※本記事はバスケットボールスピリッツのWEB化に伴う、2018年7月末発行vol.23からの転載
この賞は「オーバー35」、つまり35歳以上を対象に、強靭な身体とタフなメンタルを持つと認められた選手に贈られるもの。2年目のB.LEAGUEで、60試合中すべての試合にスタメン出場を果たしたのは5人。アレックス・カーク(アルバルク東京)、五十嵐圭(新潟アルビレックスBB)、岸本隆一(琉球ゴールデンキングス)、岡田優介(京都ハンナリーズ)、田臥勇太(栃木ブレックス)である。初年度が12人だったことを考えると、彼らのタフネスぶりは称賛に値する。大きなケガをすることなく、強い心身と高いスキルを維持しつづけ、さらにヘッドコーチやチームメイトからの信頼が厚いこともわかる。そのタフさをねぎらいつつ、シーズンオフにはしっかりと心身のケアを施して、来シーズンも高いパフォーマンスを見せてほしいと思う。

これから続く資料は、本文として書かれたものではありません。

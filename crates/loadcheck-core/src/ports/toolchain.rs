//! Build toolchain port.
//!
//! The core never invokes a compiler itself. It renders a project, hands
//! it to a [`BuildToolchain`], and receives a [`BuiltBinary`] back. The
//! CLI injects the CMake adapter; tests inject fakes.

use std::path::PathBuf;

use thiserror::Error;

use crate::domain::{BuildDescriptor, BuiltBinary};
use crate::platform::TargetOs;

/// A rendered probe project on disk.
#[derive(Debug, Clone, PartialEq, Eq)]
pub struct ProbeProject {
    /// Directory holding the descriptor and sources.
    pub source_dir: PathBuf,
    /// Out-of-source build directory (already created).
    pub build_dir: PathBuf,
    pub descriptor: BuildDescriptor,
    pub os: TargetOs,
}

impl ProbeProject {
    /// Where the toolchain is expected to place the executable.
    pub fn expected_binary_path(&self) -> PathBuf {
        self.build_dir.join(self.descriptor.executable_relative_path())
    }
}

/// Errors returned by a build toolchain.
#[derive(Debug, Error)]
pub enum ToolchainError {
    /// The toolchain program could not be started.
    #[error("Failed to launch {program}: {source}")]
    Launch {
        program: String,
        #[source]
        source: std::io::Error,
    },

    /// A build step exited unsuccessfully.
    #[error("{step} failed ({status})")]
    StepFailed {
        step: String,
        status: String,
        /// Captured stdout and stderr of the step.
        output: String,
    },

    /// The build reported success but the executable is missing.
    #[error("Build finished but produced no executable at {0}")]
    MissingArtifact(PathBuf),

    /// Toolchain configuration is invalid for this target.
    #[error("Toolchain configuration error: {0}")]
    Configuration(String),
}

impl ToolchainError {
    /// Captured toolchain output, when there is any.
    pub fn output(&self) -> Option<&str> {
        match self {
            Self::StepFailed { output, .. } => Some(output),
            _ => None,
        }
    }
}

/// Builds a probe project into an executable.
pub trait BuildToolchain: Send + Sync {
    fn build(&self, project: &ProbeProject) -> Result<BuiltBinary, ToolchainError>;
}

上記5人のうちカークと岸本はまだ20代で、岡田は唯一2016-17シーズンも全試合スタメン出場を果たすなどのアイアンマンぶりだが、彼も年齢が33歳(2018年6月現在)とあと一歩及ばず(?)、選外とさせていただいた。
これで賞の行方は五十嵐と田臥に絞られた。ともに1980年生まれの37歳。いわゆる「アラフォー」である。Bリーグには「アラフィフ」もいるので、北方の彼からするとアラフォーも「若造」となるのかもしれないが、弊誌的には疲れが取り除きにくくなるアラフォーでここまで活躍し続けられるのは本当にタフなことだと改めて感心する。ぜひ心身のケアについて、弊誌でインタビューをさせてください。
話が脱線したが、結論を言えば弊誌の選ぶ2017-18シーズンの「アイアンマン賞」は――五十嵐圭に決定!田臥とは甲乙がつけがたかった。田臥は前年度も60試合中59試合に出場し、うちすべてがスタメン出場。五十嵐のそれは58試合。今年の60試合を合わせても、出場試合数だけでいえば田臥のほうが1試合だけ多いことになる。
しかし五十嵐は2017-18シーズン、全試合にスタメン出場しながら、個人スタッツも前年からアップさせている。得点はほぼ同じ(平均10・5点→10・6点)だが、アシストは増やしている(平均3.4本→5.6本)。むろんアシストはチームメイトの正確なフィニッシュがあってこそだが(新潟には得点王のダバンテ・ガードナーがいる!)、それでも視野を広く保ち、正確なパスを送ったのは他ならぬ五十嵐だ。逆に田臥は得点、アシストともに前年を下回っている。最終的な選考の差はそこに出た。
五十嵐の受賞については、選考者の1人が「正直、五十嵐には感心しました。昔はあまり評価していなかったのだけど、こんなこともできるのかと思った。きれいな奥さんの賜物かな(笑)」と言っていたのが印象的だった。
五十嵐ももはやビジュアル先行のイケメンBリーガーではない。同じアラフォーとして来シーズンのさらなるステップアップを期待する!